◆ **THE TASK**:
The expected output is the first line of the data below and every line after it, up to and including the line containing "render loop and", each reproduced exactly.

• • •

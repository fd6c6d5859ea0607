// Copyright (c) 2023 Hemashushu <hippospark@gmail.com>, All rights reserved.
//
// This Source Code Form is subject to the terms of
// the Mozilla Public License version 2.0 and additional exceptions,
// more details in file LICENSE and CONTRIBUTING.

// the device side of the wire protocol.
//
// consumes decoded messages between runs of the render loop and
// produces reply messages. the device never retries on behalf of the
// host: it reports the error frame and continues.
//
// two artifacts survive a reboot through the persistence capability:
// the last-loaded program image and the last-received UI state blob.
// the blob is opaque here, the host reads it back block by block.

use log::warn;

use fluxvm_types::{
    ProgramWord, StackWord, VmError, SHARED_FUNC_INDEX_GET_ROUTES,
    SHARED_FUNC_INDEX_INIT_PROGRAM, UI_STATE_BLOCK_SIZE,
};
use fluxvm_wire::Message;

use crate::driver::HostDriver;

const I2C_DEVICES_PER_PAGE: usize = 16;

/// flash persistence, out of scope here and abstracted away
pub trait PersistentStore {
    fn save_program(&mut self, words: &[ProgramWord]);
    fn save_ui_state(&mut self, blob: &[u8]);
}

/// a store for hosts without flash
pub struct NullStore;

impl PersistentStore for NullStore {
    fn save_program(&mut self, _words: &[ProgramWord]) {}
    fn save_ui_state(&mut self, _blob: &[u8]) {}
}

pub struct DeckService<S: PersistentStore> {
    store: S,
    memory_capacity: usize,
    program_words: Vec<ProgramWord>,
    memory: Vec<StackWord>,
    ui_state: Vec<u8>,
    i2c_devices: Vec<u16>,
}

fn error_message(request_id: Option<u16>, error: VmError) -> Message {
    Message::Error {
        request_id,
        error_code: error.error_code(),
        message: error.to_string(),
    }
}

impl<S: PersistentStore> DeckService<S> {
    pub fn new(store: S, memory_capacity: usize) -> DeckService<S> {
        DeckService {
            store,
            memory_capacity,
            program_words: Vec::new(),
            memory: Vec::new(),
            ui_state: Vec::new(),
            i2c_devices: Vec::new(),
        }
    }

    /// boot-time reload of the persisted artifacts
    pub fn restore(
        &mut self,
        program_words: Vec<ProgramWord>,
        ui_state: Vec<u8>,
    ) -> Result<(), VmError> {
        self.activate(program_words)?;
        self.ui_state = ui_state;
        Ok(())
    }

    pub fn has_program(&self) -> bool {
        !self.program_words.is_empty()
    }

    pub fn ui_state(&self) -> &[u8] {
        &self.ui_state
    }

    /// the I2C capture layer reports the currently visible devices
    pub fn set_i2c_devices(&mut self, devices: Vec<u16>) {
        self.i2c_devices = devices;
    }

    /// renders one frame with the currently loaded program
    pub fn render_frame(
        &mut self,
        tick: u32,
        led_count: u16,
        sink: &mut dyn crate::driver::PixelSink,
    ) -> Result<(), VmError> {
        let mut driver = HostDriver::new(&self.program_words, &mut self.memory)?;
        driver.render_frame(tick, led_count, sink);
        Ok(())
    }

    pub fn handle_message(&mut self, message: Message) -> Vec<Message> {
        match message {
            Message::LoadProgram { program, ui_blob } => match self.activate(program) {
                Ok(()) => {
                    self.store.save_program(&self.program_words);
                    self.ui_state = ui_blob;
                    self.store.save_ui_state(&self.ui_state);
                    vec![]
                }
                Err(error) => vec![error_message(None, error)],
            },
            Message::CallRequest {
                request_id,
                machine_index,
                function_index,
                args,
            } => match self.call(machine_index as usize, function_index, &args) {
                Ok(values) => vec![Message::CallReturn { request_id, values }],
                Err(error) => vec![error_message(Some(request_id), error)],
            },
            Message::CallSharedRequest {
                request_id,
                function_index,
                args,
            } => match self.call_shared(function_index, &args) {
                Ok(values) => vec![Message::CallReturn { request_id, values }],
                Err(error) => vec![error_message(Some(request_id), error)],
            },
            Message::ReadUiStateBlock {
                request_id,
                block_number,
            } => vec![self.ui_state_block(request_id, block_number)],
            Message::ReadI2cDevices { request_id, offset } => {
                vec![self.i2c_devices_page(request_id, offset)]
            }
            other => {
                // host-bound traffic has no business arriving here
                warn!("ignoring host-bound message on the device: {:?}", other);
                vec![]
            }
        }
    }

    /// routes one captured I2C event into the program.
    ///
    /// the routing table lives in the program itself, behind the
    /// `get_routes` shared function: a flat list of
    /// `entry_count, (bus, address, target_count,
    /// (machine, function) x target_count) x entry_count`.
    /// every matched target is invoked with
    /// `(bus, address, is_read)` and its results go upstream as a
    /// notification.
    pub fn dispatch_i2c_event(
        &mut self,
        bus_id: u32,
        address: u32,
        is_read: bool,
    ) -> Vec<Message> {
        let routes = match self.call_shared(SHARED_FUNC_INDEX_GET_ROUTES, &[]) {
            Ok(values) => values,
            Err(error) => {
                warn!("get_routes failed: {}", error);
                return vec![error_message(None, error)];
            }
        };

        let mut replies = Vec::new();
        let mut cursor = routes.iter().copied();
        let entry_count = cursor.next().unwrap_or(0);

        for _ in 0..entry_count {
            let (Some(bus), Some(route_address), Some(target_count)) =
                (cursor.next(), cursor.next(), cursor.next())
            else {
                warn!("truncated route table from get_routes");
                break;
            };

            for _ in 0..target_count {
                let (Some(machine_id), Some(function_id)) = (cursor.next(), cursor.next()) else {
                    warn!("truncated route table from get_routes");
                    return replies;
                };
                if bus != bus_id || route_address != address {
                    continue;
                }

                let args = [bus_id, address, is_read as StackWord];
                match self.call(machine_id as usize, function_id as u16, &args) {
                    Ok(values) => replies.push(Message::Notification {
                        machine_index: machine_id as u16,
                        function_index: function_id as u16,
                        values,
                    }),
                    Err(error) => replies.push(error_message(None, error)),
                }
            }
        }

        replies
    }

    /// validates and swaps in a new image.
    ///
    /// the new program runs `init_program` and every machine `init`
    /// against a fresh memory buffer; only then is it committed. a
    /// failing load leaves the previous program and its state live.
    fn activate(&mut self, words: Vec<ProgramWord>) -> Result<(), VmError> {
        let mut memory = vec![0; self.memory_capacity];
        {
            let mut driver = HostDriver::new(&words, &mut memory)?;
            if driver.shared_function_count() > SHARED_FUNC_INDEX_INIT_PROGRAM as usize {
                driver.call_shared(SHARED_FUNC_INDEX_INIT_PROGRAM, &[])?;
            }
            driver.init_all()?;
        }

        self.program_words = words;
        self.memory = memory;
        Ok(())
    }

    fn call(
        &mut self,
        machine_index: usize,
        function_index: u16,
        args: &[StackWord],
    ) -> Result<Vec<StackWord>, VmError> {
        let mut driver = HostDriver::new(&self.program_words, &mut self.memory)?;
        driver.call(machine_index, function_index, args)
    }

    fn call_shared(
        &mut self,
        function_index: u16,
        args: &[StackWord],
    ) -> Result<Vec<StackWord>, VmError> {
        let mut driver = HostDriver::new(&self.program_words, &mut self.memory)?;
        driver.call_shared(function_index, args)
    }

    fn ui_state_block(&self, request_id: u16, block_number: u16) -> Message {
        let total_size = self.ui_state.len() as u32;
        let start = (block_number as usize) * UI_STATE_BLOCK_SIZE;
        let end = (start + UI_STATE_BLOCK_SIZE).min(self.ui_state.len());
        let block = if start < self.ui_state.len() {
            self.ui_state[start..end].to_vec()
        } else {
            Vec::new()
        };

        Message::UiStateBlockReply {
            request_id,
            total_size,
            block_number,
            block,
        }
    }

    fn i2c_devices_page(&self, request_id: u16, offset: u16) -> Message {
        let start = (offset as usize).min(self.i2c_devices.len());
        let end = (start + I2C_DEVICES_PER_PAGE).min(self.i2c_devices.len());

        Message::I2cDevicesReply {
            request_id,
            total_count: self.i2c_devices.len() as u16,
            devices: self.i2c_devices[start..end].to_vec(),
        }
    }
}
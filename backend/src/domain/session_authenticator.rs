//! Session lifecycle: login, request resolution and logout.
//!
//! `NoSession -> Pending -> Active -> Ended`. The pending step (the OAuth
//! redirect and its `state` nonce) is held by the inbound adapter; this
//! service owns the transition into `Active` and back out of it.

use std::sync::Arc;

use chrono::TimeDelta;
use mockable::Clock;
use tracing::{info, warn};

use crate::domain::ports::{
    AccountRepository, IdentityProvider, IdentityProviderError, SessionRepository,
};
use crate::domain::repository_errors::{map_account_error, map_session_error};
use crate::domain::{
    Account, Error, ExternalProfile, OAuthState, ProviderKind, Session, SessionId,
    SessionResolution,
};

/// Default lifetime of an issued session.
pub const DEFAULT_SESSION_TTL: TimeDelta = TimeDelta::days(30);

fn map_identity_error(error: IdentityProviderError) -> Error {
    match error {
        IdentityProviderError::AuthFailed { message } => {
            Error::unauthenticated(format!("login rejected: {message}"))
        }
        IdentityProviderError::Transport { message } => Error::provider(
            ProviderKind::Auth,
            format!("identity provider unavailable: {message}"),
        ),
    }
}

/// Session bound to an account after a successful login.
#[derive(Debug, Clone, PartialEq, Eq)]
pub struct LoginOutcome {
    pub session: Session,
    pub account: Account,
}

/// Turns request credentials into accounts and manages session lifetime.
#[derive(Clone)]
pub struct SessionAuthenticator {
    accounts: Arc<dyn AccountRepository>,
    sessions: Arc<dyn SessionRepository>,
    identity_provider: Arc<dyn IdentityProvider>,
    clock: Arc<dyn Clock>,
    ttl: TimeDelta,
}

impl SessionAuthenticator {
    pub fn new(
        accounts: Arc<dyn AccountRepository>,
        sessions: Arc<dyn SessionRepository>,
        identity_provider: Arc<dyn IdentityProvider>,
        clock: Arc<dyn Clock>,
    ) -> Self {
        Self {
            accounts,
            sessions,
            identity_provider,
            clock,
            ttl: DEFAULT_SESSION_TTL,
        }
    }

    /// Override the session lifetime.
    #[must_use]
    pub fn with_ttl(mut self, ttl: TimeDelta) -> Self {
        self.ttl = ttl;
        self
    }

    /// Resolve a presented session id to its account.
    ///
    /// Unknown, expired and orphaned sessions resolve to
    /// [`SessionResolution::Unauthenticated`]. An expired session is deleted
    /// on sight.
    pub async fn resolve(&self, session_id: Option<&SessionId>) -> Result<SessionResolution, Error> {
        let Some(session_id) = session_id else {
            return Ok(SessionResolution::Unauthenticated);
        };
        let Some(session) = self
            .sessions
            .find(session_id)
            .await
            .map_err(map_session_error)?
        else {
            return Ok(SessionResolution::Unauthenticated);
        };

        if session.is_expired(self.clock.utc()) {
            self.sessions
                .delete(session_id)
                .await
                .map_err(map_session_error)?;
            info!(identity = %session.identity(), "expired session ended");
            return Ok(SessionResolution::Unauthenticated);
        }

        match self
            .accounts
            .find(session.identity())
            .await
            .map_err(map_account_error)?
        {
            Some(account) => Ok(SessionResolution::Authenticated(account)),
            None => {
                warn!(identity = %session.identity(), "session bound to missing account");
                Ok(SessionResolution::Unauthenticated)
            }
        }
    }

    /// Consent URL for a login about to enter the pending state.
    pub fn authorization_url(&self, state: &OAuthState) -> String {
        self.identity_provider.authorization_url(state)
    }

    /// Exchange an OAuth code for a profile and log it in.
    pub async fn complete_login(&self, code: &str) -> Result<LoginOutcome, Error> {
        let profile = self
            .identity_provider
            .resolve(code)
            .await
            .map_err(map_identity_error)?;
        self.begin_login(&profile).await
    }

    /// Bind a fresh session to the profile's account, creating the account
    /// with a zero balance on first login.
    pub async fn begin_login(&self, profile: &ExternalProfile) -> Result<LoginOutcome, Error> {
        let account = self
            .accounts
            .get_or_create(profile)
            .await
            .map_err(map_account_error)?;
        let session = Session::issue(account.identity().clone(), self.clock.utc(), self.ttl);
        self.sessions
            .insert(&session)
            .await
            .map_err(map_session_error)?;
        info!(
            identity = %account.identity(),
            expires_at = %session.expires_at(),
            "session established"
        );
        Ok(LoginOutcome { session, account })
    }

    /// End a session. Ending an unknown or already-ended session is a no-op.
    pub async fn end_login(&self, session_id: &SessionId) -> Result<(), Error> {
        self.sessions
            .delete(session_id)
            .await
            .map_err(map_session_error)?;
        info!("session ended");
        Ok(())
    }

    /// Remove every expired session, returning the number removed.
    pub async fn purge_expired(&self) -> Result<u64, Error> {
        self.sessions
            .purge_expired(self.clock.utc())
            .await
            .map_err(map_session_error)
    }
}

#[cfg(test)]
#[path = "session_authenticator_tests.rs"]
mod tests;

• • •

◆ **YOUR RESPONSE**:
repository fd6c6d5859ea0607
// Copyright (c) 2023 Hemashushu <hippospark@gmail.com>, All rights reserved.
//
// This Source Code Form is subject to the terms of
// the Mozilla Public License version 2.0 and additional exceptions,
// more details in file LICENSE and CONTRIBUTING.

// the device side of the wire protocol.
//
// consumes decoded messages between runs of the render loop and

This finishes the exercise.